Stored data
*** Block opens ***

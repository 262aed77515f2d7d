use crate::services::NewAccount;
use crate::state::AppState;

use super::print_json;

pub async fn cmd_register(state: &AppState, account: NewAccount, json: bool) -> anyhow::Result<()> {
    let info = state.accounts.register(account).await?;

    if json {
        return print_json(&info);
    }

    println!("✓ Registered {} (ID: {})", info.username, info.id);
    println!("Log in with: recipeshare login --email {} --password ...", info.email);
    Ok(())
}

pub async fn cmd_login(
    state: &AppState,
    email: &str,
    password: &str,
    json: bool,
) -> anyhow::Result<()> {
    let session = state.accounts.login(email, password).await?;

    if json {
        return print_json(&session);
    }

    println!("✓ Logged in as {}", session.username);
    println!("Session expires at {}", session.expires_at);
    println!();
    println!("export RECIPESHARE_TOKEN={}", session.token);
    Ok(())
}

pub async fn cmd_logout(state: &AppState, token: Option<&str>) -> anyhow::Result<()> {
    let Some(token) = token else {
        println!("Not logged in.");
        return Ok(());
    };

    state.accounts.logout(token).await?;
    println!("✓ Logged out");
    Ok(())
}

pub async fn cmd_whoami(state: &AppState, token: Option<&str>, json: bool) -> anyhow::Result<()> {
    let user = state.require_user(token).await?;
    let info = state.accounts.account_info(Some(user)).await?;

    if json {
        return print_json(&info);
    }

    println!("{} <{}>", info.username, info.email);
    println!("ID: {} | Member since {}", info.id, info.created_at);
    Ok(())
}

pub async fn cmd_passwd(
    state: &AppState,
    token: Option<&str>,
    current: &str,
    new: &str,
) -> anyhow::Result<()> {
    let user = state.require_user(token).await?;
    state
        .accounts
        .change_password(Some(user), token, current, new)
        .await?;

    println!("✓ Password changed. Other sessions were logged out.");
    Ok(())
}

pub async fn cmd_purge_sessions(state: &AppState) -> anyhow::Result<()> {
    let purged = state.accounts.purge_expired_sessions().await?;
    println!("✓ Removed {purged} expired session(s)");
    Ok(())
}
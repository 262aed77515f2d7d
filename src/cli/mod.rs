//! CLI module - Command-line interface for recipeshare
//!
//! This module provides a structured CLI using clap for argument parsing.

mod commands;

use clap::{Parser, Subcommand};

/// recipeshare - share recipes, search them, keep a private search history
#[derive(Parser)]
#[command(name = "recipeshare")]
#[command(author, version, about, long_about = None)]
pub struct Cli {
    /// Session token printed by `login`
    #[arg(long, global = true, env = "RECIPESHARE_TOKEN", hide_env_values = true)]
    pub token: Option<String>,

    /// Print results as JSON
    #[arg(long, global = true)]
    pub json: bool,

    #[command(subcommand)]
    pub command: Option<Commands>,
}

#[derive(Subcommand)]
pub enum Commands {
    /// Create a default config file and print a fresh encryption key
    #[command(alias = "--init")]
    Init,

    /// Create an account
    Register {
        #[arg(long)]
        username: String,
        #[arg(long)]
        email: String,
        #[arg(long)]
        password: String,
        /// YYYY-MM-DD
        #[arg(long)]
        birthdate: Option<String>,
        #[arg(long)]
        phone: Option<String>,
        #[arg(long)]
        country: Option<String>,
    },

    /// Log in and print a session token
    Login {
        #[arg(long)]
        email: String,
        #[arg(long)]
        password: String,
    },

    /// End the current session
    Logout,

    /// Show the logged in account
    Whoami,

    /// Change the password of the logged in account
    Passwd {
        #[arg(long)]
        current: String,
        #[arg(long)]
        new: String,
    },

    /// Browse and manage recipes
    #[command(alias = "r")]
    Recipe {
        #[command(subcommand)]
        command: RecipeCommands,
    },

    /// Search recipes (recorded in your history when logged in)
    #[command(alias = "s")]
    Search {
        #[arg(required = true)]
        query: Vec<String>,
    },

    /// Autocomplete a partial query
    Suggest {
        #[arg(required = true)]
        partial: Vec<String>,
    },

    /// Show or clear your search history
    #[command(alias = "h")]
    History {
        #[command(subcommand)]
        command: Option<HistoryCommands>,
    },

    /// Show the media feed
    Feed {
        /// Only recipes uploaded by users
        #[arg(long)]
        community: bool,
        /// Continue after this recipe id
        #[arg(long)]
        cursor: Option<i32>,
        #[arg(long)]
        limit: Option<u64>,
    },

    /// Like or unlike a recipe
    Like { id: i32 },

    /// Save or unsave a recipe
    Save { id: i32 },

    /// Show your profile, or set its picture
    Profile {
        /// New profile image URL
        #[arg(long)]
        image_url: Option<String>,
    },

    /// List your own and saved recipes
    Cookbook,

    /// Remove expired sessions
    PurgeSessions,
}

#[derive(Subcommand)]
pub enum RecipeCommands {
    /// List visible recipes
    #[command(alias = "ls")]
    List,
    /// Show one recipe
    Show { id: i32 },
    /// Publish a recipe from a JSON file
    Create {
        #[arg(long)]
        file: std::path::PathBuf,
    },
    /// Replace a recipe with the contents of a JSON file
    Update {
        id: i32,
        #[arg(long)]
        file: std::path::PathBuf,
    },
    /// Delete one of your recipes
    #[command(alias = "rm")]
    Delete { id: i32 },
    /// List categories
    Categories,
}

#[derive(Subcommand)]
pub enum HistoryCommands {
    /// Show history, newest first
    #[command(alias = "ls")]
    List,
    /// Delete one entry
    #[command(alias = "rm")]
    Delete {
        id: String,
        /// "history" or "log", as shown by `history list`
        #[arg(long)]
        source: crate::domain::HistorySource,
    },
    /// Clear all, today's, or a date range of history
    Clear {
        #[arg(long, conflicts_with_all = ["from", "to"])]
        today: bool,
        /// RFC 3339 timestamp or YYYY-MM-DD (start of day, local time)
        #[arg(long, requires = "to")]
        from: Option<String>,
        /// RFC 3339 timestamp or YYYY-MM-DD (end of day, local time)
        #[arg(long, requires = "from")]
        to: Option<String>,
    },
}

pub use commands::*;
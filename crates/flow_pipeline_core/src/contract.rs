//! Queue message contract.
//!
//! One task descriptor names one artifact to process next. Decoding is a
//! strict structured decode; any failure marks the message as poison at the
//! worker layer (discarded, never retried), since retry cannot fix a
//! structurally invalid message.

use serde::{Deserialize, Serialize};

/// The unit of work carried by the queues: a (container, object) reference
/// into the blob store. Immutable once sent.
#[derive(Debug, Clone, Serialize, Deserialize, PartialEq, Eq)]
pub struct TaskDescriptor {
    pub bucket: String,
    pub key: String,
}

#[derive(Debug, Clone, PartialEq, Eq)]
pub struct MessageError {
    message: String,
}

impl MessageError {
    pub fn new(message: impl Into<String>) -> Self {
        Self {
            message: message.into(),
        }
    }

    pub fn message(&self) -> &str {
        &self.message
    }
}

impl std::fmt::Display for MessageError {
    fn fmt(&self, f: &mut std::fmt::Formatter<'_>) -> std::fmt::Result {
        f.write_str(&self.message)
    }
}

impl std::error::Error for MessageError {}

pub fn decode_task(body: &str) -> Result<TaskDescriptor, MessageError> {
    let descriptor: TaskDescriptor = serde_json::from_str(body)
        .map_err(|error| MessageError::new(format!("malformed task descriptor: {error}")))?;

    if descriptor.bucket.trim().is_empty() {
        return Err(MessageError::new("task descriptor bucket cannot be empty"));
    }
    if descriptor.key.trim().is_empty() {
        return Err(MessageError::new("task descriptor key cannot be empty"));
    }

    Ok(descriptor)
}

pub fn encode_task(descriptor: &TaskDescriptor) -> String {
    serde_json::to_string(descriptor).expect("serialization of a task descriptor should not fail")
}
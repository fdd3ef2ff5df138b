//! In-memory streaming group-by engines.
//!
//! Both aggregators accumulate online: `ingest` folds one row into the
//! running state for its key and `finalize` yields one entry per distinct
//! key. Accumulation is associative and commutative over rows, so the result
//! for a fixed input is independent of row order. Keys are kept in a
//! `BTreeMap`, so finalization iterates in key order.

use std::collections::BTreeMap;

use crate::record::{FlowKey, PairKey};

/// Stage 1 running totals for one (date, source, destination) bucket.
#[derive(Debug, Default, Clone, Copy, PartialEq, Eq)]
pub struct SummaryAccumulator {
    pub total_flow_duration: i64,
    pub total_fwd_packets: i64,
}

/// Stage 1 engine: raw flow rows grouped into per-day totals.
#[derive(Debug, Default)]
pub struct SummarizeAggregator {
    groups: BTreeMap<FlowKey, SummaryAccumulator>,
}

impl SummarizeAggregator {
    pub fn new() -> Self {
        Self::default()
    }

    /// Folds one raw row into the bucket for `key`, creating a zero-valued
    /// accumulator on first sight.
    pub fn ingest(&mut self, key: FlowKey, flow_duration: i64, fwd_packets: i64) {
        let accumulator = self.groups.entry(key).or_default();
        accumulator.total_flow_duration += flow_duration;
        accumulator.total_fwd_packets += fwd_packets;
    }

    pub fn group_count(&self) -> usize {
        self.groups.len()
    }

    /// Consumes the engine, yielding one entry per distinct key in key order.
    pub fn finalize(self) -> impl Iterator<Item = (FlowKey, SummaryAccumulator)> {
        self.groups.into_iter()
    }
}

/// Stage 2 moment accumulator for one (source, destination) pair: count, sum
/// and sum-of-squares for each tracked metric.
#[derive(Debug, Default, Clone, Copy, PartialEq)]
pub struct PairStats {
    pub count: u64,
    pub sum_flow: f64,
    pub sum_flow_sq: f64,
    pub sum_fwd: f64,
    pub sum_fwd_sq: f64,
}

impl PairStats {
    pub fn add(&mut self, flow: f64, fwd: f64) {
        self.count += 1;
        self.sum_flow += flow;
        self.sum_flow_sq += flow * flow;
        self.sum_fwd += fwd;
        self.sum_fwd_sq += fwd * fwd;
    }

    pub fn mean_flow(&self) -> f64 {
        mean(self.sum_flow, self.count)
    }

    pub fn std_flow(&self) -> f64 {
        population_std(self.sum_flow, self.sum_flow_sq, self.count)
    }

    pub fn mean_fwd(&self) -> f64 {
        mean(self.sum_fwd, self.count)
    }

    pub fn std_fwd(&self) -> f64 {
        population_std(self.sum_fwd, self.sum_fwd_sq, self.count)
    }
}

fn mean(sum: f64, count: u64) -> f64 {
    if count == 0 {
        return 0.0;
    }
    sum / count as f64
}

/// Population standard deviation via the sum-of-squares identity
/// `E[x^2] - (E[x])^2`. The identity can dip fractionally below zero from
/// floating-point rounding; the variance is clamped before the square root.
fn population_std(sum: f64, sum_sq: f64, count: u64) -> f64 {
    if count == 0 {
        return 0.0;
    }
    let n = count as f64;
    let mean = sum / n;
    let variance = (sum_sq / n - mean * mean).max(0.0);
    variance.sqrt()
}

/// Stage 2 engine: summary rows grouped into per-pair distribution stats.
#[derive(Debug, Default)]
pub struct ConsolidateAggregator {
    groups: BTreeMap<PairKey, PairStats>,
}

impl ConsolidateAggregator {
    pub fn new() -> Self {
        Self::default()
    }

    pub fn ingest(&mut self, key: PairKey, flow: f64, fwd: f64) {
        self.groups.entry(key).or_default().add(flow, fwd);
    }

    pub fn group_count(&self) -> usize {
        self.groups.len()
    }

    pub fn finalize(self) -> impl Iterator<Item = (PairKey, PairStats)> {
        self.groups.into_iter()
    }
}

*** Block closes ***

**How to complete this task:**
Filter the entries above down to the lines that contain the word "since".

**Reply:**
    println!("ID: {} | Member since {}", info.id, info.created_at);
//! worker layer (discarded, never retried), since retry cannot fix a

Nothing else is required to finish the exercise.